(Saved entries)
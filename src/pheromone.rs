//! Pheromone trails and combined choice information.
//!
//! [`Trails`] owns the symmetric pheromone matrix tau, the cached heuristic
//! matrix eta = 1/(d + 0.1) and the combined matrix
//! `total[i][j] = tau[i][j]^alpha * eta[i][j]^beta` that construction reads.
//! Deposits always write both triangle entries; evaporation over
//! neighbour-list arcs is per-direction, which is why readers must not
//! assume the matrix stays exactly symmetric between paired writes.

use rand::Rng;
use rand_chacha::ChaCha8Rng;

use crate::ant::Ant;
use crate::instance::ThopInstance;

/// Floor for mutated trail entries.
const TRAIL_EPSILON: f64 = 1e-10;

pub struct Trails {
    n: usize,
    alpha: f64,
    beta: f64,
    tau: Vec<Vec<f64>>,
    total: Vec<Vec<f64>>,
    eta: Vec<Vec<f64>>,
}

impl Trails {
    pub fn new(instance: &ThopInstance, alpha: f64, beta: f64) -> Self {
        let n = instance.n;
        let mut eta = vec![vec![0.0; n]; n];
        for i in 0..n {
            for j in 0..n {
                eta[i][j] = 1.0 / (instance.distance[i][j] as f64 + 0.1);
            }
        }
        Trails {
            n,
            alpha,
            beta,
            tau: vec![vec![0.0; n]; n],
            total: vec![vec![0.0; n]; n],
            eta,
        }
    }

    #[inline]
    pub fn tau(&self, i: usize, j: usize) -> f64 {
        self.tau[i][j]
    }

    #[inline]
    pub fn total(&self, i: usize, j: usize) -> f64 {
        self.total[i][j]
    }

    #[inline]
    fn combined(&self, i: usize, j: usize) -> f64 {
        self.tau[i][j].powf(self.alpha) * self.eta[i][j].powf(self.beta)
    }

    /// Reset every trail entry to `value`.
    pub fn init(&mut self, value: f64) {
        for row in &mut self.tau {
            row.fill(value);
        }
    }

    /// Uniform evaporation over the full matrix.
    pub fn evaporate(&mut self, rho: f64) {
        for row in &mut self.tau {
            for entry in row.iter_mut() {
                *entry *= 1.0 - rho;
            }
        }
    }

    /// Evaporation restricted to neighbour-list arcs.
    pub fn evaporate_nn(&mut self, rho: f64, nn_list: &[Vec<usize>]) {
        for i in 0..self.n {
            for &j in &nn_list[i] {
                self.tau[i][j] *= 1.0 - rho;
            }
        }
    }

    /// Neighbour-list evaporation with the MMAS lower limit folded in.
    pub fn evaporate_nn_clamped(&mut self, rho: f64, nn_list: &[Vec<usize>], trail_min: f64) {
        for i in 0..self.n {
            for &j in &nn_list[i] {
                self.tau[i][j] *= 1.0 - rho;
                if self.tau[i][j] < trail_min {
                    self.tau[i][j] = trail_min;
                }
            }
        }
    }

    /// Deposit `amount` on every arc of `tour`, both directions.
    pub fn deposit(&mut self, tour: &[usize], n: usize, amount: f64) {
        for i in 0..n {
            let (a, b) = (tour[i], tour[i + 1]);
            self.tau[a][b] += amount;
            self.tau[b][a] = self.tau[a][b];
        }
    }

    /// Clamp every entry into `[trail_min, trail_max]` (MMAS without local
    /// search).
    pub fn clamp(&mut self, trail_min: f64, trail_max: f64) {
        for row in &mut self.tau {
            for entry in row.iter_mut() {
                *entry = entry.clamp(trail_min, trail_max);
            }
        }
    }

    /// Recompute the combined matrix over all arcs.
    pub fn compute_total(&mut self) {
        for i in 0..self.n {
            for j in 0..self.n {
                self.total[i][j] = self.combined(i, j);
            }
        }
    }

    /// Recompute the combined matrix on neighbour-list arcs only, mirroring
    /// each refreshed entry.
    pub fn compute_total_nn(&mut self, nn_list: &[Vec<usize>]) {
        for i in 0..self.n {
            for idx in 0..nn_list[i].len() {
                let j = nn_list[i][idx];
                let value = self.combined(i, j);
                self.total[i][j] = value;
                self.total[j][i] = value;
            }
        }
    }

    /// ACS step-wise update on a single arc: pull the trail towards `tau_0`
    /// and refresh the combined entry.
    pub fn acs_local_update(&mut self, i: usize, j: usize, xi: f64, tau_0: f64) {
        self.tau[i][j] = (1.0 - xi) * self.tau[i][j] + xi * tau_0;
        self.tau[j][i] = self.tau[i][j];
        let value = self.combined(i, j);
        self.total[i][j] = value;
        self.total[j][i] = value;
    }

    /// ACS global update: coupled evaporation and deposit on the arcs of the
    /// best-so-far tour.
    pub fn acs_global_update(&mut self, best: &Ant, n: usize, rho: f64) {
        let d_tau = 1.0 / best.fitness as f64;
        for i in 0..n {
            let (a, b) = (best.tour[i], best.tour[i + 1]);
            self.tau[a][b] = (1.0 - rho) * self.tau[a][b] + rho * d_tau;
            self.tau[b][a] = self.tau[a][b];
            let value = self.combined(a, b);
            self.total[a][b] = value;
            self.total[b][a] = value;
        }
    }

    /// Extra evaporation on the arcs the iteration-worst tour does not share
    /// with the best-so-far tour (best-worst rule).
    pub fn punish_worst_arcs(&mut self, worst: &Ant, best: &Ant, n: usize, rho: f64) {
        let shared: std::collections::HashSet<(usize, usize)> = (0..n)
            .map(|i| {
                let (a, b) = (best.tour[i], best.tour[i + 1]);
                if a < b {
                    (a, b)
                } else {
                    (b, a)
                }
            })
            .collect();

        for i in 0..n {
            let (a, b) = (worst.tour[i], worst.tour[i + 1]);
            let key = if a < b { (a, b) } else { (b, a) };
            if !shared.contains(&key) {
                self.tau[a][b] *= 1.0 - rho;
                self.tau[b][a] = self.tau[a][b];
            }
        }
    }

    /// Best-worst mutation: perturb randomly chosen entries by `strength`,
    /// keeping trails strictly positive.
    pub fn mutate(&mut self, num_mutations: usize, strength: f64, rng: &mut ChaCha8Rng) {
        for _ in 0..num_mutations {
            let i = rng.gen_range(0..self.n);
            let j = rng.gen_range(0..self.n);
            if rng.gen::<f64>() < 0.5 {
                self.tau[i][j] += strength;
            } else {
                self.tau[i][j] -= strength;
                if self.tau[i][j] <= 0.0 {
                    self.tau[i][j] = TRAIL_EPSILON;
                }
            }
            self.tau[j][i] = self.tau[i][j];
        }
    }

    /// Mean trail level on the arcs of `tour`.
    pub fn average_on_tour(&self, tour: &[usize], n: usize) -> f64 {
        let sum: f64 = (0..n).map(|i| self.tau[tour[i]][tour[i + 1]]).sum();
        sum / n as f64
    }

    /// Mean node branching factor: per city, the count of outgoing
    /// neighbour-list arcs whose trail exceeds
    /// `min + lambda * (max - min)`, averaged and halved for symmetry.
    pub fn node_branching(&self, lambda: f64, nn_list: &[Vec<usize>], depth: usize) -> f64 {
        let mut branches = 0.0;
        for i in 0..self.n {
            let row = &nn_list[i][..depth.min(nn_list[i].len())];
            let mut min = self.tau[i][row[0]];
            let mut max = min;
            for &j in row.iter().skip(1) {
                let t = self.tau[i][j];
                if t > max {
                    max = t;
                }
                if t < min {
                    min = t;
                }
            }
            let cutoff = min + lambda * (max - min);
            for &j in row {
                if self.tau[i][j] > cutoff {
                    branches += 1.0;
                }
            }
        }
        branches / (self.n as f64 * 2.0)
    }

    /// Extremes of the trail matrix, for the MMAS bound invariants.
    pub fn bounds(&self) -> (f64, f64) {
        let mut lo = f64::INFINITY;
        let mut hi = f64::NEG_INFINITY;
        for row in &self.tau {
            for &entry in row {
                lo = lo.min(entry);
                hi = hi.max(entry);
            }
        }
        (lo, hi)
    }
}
...
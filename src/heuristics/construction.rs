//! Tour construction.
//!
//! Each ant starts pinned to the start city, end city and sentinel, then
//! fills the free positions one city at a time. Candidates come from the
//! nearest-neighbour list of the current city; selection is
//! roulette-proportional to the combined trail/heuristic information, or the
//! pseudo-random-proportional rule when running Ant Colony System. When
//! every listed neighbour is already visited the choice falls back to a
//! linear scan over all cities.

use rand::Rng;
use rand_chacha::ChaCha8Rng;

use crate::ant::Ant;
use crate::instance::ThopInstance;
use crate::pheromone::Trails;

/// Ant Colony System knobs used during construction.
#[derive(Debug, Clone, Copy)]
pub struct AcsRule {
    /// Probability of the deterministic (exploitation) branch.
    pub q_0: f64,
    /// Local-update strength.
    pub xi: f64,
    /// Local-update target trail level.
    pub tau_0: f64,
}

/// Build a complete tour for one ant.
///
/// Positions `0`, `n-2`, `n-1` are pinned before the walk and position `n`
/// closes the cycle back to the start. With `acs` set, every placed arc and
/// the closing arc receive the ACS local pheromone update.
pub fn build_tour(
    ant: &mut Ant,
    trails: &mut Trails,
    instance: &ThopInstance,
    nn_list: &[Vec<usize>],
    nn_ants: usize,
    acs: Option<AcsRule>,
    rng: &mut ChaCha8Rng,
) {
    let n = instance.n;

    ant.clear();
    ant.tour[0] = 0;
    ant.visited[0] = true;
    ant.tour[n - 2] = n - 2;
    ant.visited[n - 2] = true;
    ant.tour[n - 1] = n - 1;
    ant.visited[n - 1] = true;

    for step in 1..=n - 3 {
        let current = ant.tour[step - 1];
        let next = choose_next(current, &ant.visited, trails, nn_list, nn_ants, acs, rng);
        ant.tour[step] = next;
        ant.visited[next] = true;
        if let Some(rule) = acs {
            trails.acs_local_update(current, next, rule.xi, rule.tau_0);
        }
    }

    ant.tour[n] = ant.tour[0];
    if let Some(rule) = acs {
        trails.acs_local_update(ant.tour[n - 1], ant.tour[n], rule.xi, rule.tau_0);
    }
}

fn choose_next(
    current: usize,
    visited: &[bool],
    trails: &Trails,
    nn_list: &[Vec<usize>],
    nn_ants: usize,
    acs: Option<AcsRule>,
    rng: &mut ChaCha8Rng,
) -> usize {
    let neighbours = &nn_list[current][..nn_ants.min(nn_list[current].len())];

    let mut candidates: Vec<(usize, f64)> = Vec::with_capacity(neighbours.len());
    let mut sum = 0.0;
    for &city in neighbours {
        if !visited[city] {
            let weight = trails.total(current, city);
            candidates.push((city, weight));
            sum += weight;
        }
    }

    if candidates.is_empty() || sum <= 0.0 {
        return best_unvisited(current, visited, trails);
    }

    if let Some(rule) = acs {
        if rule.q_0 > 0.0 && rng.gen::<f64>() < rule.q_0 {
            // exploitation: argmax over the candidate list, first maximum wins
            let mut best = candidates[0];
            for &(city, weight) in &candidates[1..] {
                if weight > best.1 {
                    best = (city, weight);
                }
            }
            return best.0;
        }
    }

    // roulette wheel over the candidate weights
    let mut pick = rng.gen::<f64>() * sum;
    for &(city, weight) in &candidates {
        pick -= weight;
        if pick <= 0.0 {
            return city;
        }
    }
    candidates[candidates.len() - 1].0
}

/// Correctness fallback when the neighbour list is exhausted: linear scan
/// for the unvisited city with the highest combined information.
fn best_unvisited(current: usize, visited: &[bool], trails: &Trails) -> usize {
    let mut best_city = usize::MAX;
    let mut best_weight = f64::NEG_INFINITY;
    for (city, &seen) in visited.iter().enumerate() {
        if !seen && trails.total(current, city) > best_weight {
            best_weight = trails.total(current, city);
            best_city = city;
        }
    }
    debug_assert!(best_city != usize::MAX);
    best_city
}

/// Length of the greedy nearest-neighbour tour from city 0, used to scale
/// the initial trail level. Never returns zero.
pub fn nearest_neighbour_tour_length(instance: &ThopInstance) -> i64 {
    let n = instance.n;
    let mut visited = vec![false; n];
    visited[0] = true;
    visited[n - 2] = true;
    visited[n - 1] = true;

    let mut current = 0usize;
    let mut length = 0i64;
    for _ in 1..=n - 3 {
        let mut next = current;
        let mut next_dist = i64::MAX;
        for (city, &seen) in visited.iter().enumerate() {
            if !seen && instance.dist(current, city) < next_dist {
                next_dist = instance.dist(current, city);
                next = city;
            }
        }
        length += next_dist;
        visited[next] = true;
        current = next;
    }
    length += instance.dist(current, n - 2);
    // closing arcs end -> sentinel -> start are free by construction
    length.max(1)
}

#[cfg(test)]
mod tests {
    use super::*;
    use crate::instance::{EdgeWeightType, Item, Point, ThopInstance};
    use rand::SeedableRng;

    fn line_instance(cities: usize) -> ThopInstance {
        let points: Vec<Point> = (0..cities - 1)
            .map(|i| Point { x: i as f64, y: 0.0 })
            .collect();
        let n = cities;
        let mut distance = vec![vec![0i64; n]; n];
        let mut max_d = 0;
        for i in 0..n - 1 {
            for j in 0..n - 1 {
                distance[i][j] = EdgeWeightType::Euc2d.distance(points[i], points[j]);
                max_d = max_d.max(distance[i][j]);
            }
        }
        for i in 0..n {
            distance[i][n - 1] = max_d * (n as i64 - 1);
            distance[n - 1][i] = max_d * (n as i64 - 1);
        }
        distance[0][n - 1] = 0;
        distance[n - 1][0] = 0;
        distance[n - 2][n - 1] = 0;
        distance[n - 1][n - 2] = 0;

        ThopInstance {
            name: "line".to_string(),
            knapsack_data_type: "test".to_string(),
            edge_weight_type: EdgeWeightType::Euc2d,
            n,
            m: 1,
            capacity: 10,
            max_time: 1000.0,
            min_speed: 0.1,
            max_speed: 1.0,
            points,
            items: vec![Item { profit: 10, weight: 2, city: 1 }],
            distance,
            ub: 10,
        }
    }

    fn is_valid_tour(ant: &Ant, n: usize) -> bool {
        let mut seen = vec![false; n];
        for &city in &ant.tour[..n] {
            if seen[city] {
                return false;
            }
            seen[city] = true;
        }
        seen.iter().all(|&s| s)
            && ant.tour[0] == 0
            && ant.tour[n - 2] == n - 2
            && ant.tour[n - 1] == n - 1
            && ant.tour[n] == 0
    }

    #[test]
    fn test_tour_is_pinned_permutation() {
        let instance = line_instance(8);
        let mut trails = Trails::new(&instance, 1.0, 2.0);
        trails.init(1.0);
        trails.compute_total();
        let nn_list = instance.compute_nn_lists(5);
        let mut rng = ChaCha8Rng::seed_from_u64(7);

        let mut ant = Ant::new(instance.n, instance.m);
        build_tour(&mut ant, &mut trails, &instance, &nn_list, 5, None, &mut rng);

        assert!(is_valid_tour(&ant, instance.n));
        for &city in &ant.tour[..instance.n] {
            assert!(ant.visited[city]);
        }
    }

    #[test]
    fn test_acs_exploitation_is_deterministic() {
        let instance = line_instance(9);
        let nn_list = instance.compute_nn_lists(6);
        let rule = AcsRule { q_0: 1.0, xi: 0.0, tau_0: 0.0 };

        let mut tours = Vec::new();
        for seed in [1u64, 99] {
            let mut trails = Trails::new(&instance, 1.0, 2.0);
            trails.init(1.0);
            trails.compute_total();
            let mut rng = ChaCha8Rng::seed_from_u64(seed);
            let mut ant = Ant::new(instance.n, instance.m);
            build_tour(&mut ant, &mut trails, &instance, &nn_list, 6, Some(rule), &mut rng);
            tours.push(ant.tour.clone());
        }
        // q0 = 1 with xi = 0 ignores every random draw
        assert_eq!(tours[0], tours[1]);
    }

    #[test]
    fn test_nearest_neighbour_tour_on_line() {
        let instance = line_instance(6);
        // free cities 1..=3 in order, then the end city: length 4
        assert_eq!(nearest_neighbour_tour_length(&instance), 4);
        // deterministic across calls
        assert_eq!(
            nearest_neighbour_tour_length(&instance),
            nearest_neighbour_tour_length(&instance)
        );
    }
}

● **Work item**
From the line holding "ant.tour[n], rule.xi, rule.tau_0);" to the line holding "if !seen && trails.total(current, city)", inclusive, restate each line above exactly as written.

● **Expected output**
        trails.acs_local_update(ant.tour[n - 1], ant.tour[n], rule.xi, rule.tau_0);
    }
}

fn choose_next(
    current: usize,
    visited: &[bool],
    trails: &Trails,
    nn_list: &[Vec<usize>],
    nn_ants: usize,
    acs: Option<AcsRule>,
    rng: &mut ChaCha8Rng,
) -> usize {
    let neighbours = &nn_list[current][..nn_ants.min(nn_list[current].len())];

    let mut candidates: Vec<(usize, f64)> = Vec::with_capacity(neighbours.len());
    let mut sum = 0.0;
    for &city in neighbours {
        if !visited[city] {
            let weight = trails.total(current, city);
            candidates.push((city, weight));
            sum += weight;
        }
    }

    if candidates.is_empty() || sum <= 0.0 {
        return best_unvisited(current, visited, trails);
    }

    if let Some(rule) = acs {
        if rule.q_0 > 0.0 && rng.gen::<f64>() < rule.q_0 {
            // exploitation: argmax over the candidate list, first maximum wins
            let mut best = candidates[0];
            for &(city, weight) in &candidates[1..] {
                if weight > best.1 {
                    best = (city, weight);
                }
            }
            return best.0;
        }
    }

    // roulette wheel over the candidate weights
    let mut pick = rng.gen::<f64>() * sum;
    for &(city, weight) in &candidates {
        pick -= weight;
        if pick <= 0.0 {
            return city;
        }
    }
    candidates[candidates.len() - 1].0
}

/// Correctness fallback when the neighbour list is exhausted: linear scan
/// for the unvisited city with the highest combined information.
fn best_unvisited(current: usize, visited: &[bool], trails: &Trails) -> usize {
    let mut best_city = usize::MAX;
    let mut best_weight = f64::NEG_INFINITY;
    for (city, &seen) in visited.iter().enumerate() {
        if !seen && trails.total(current, city) > best_weight {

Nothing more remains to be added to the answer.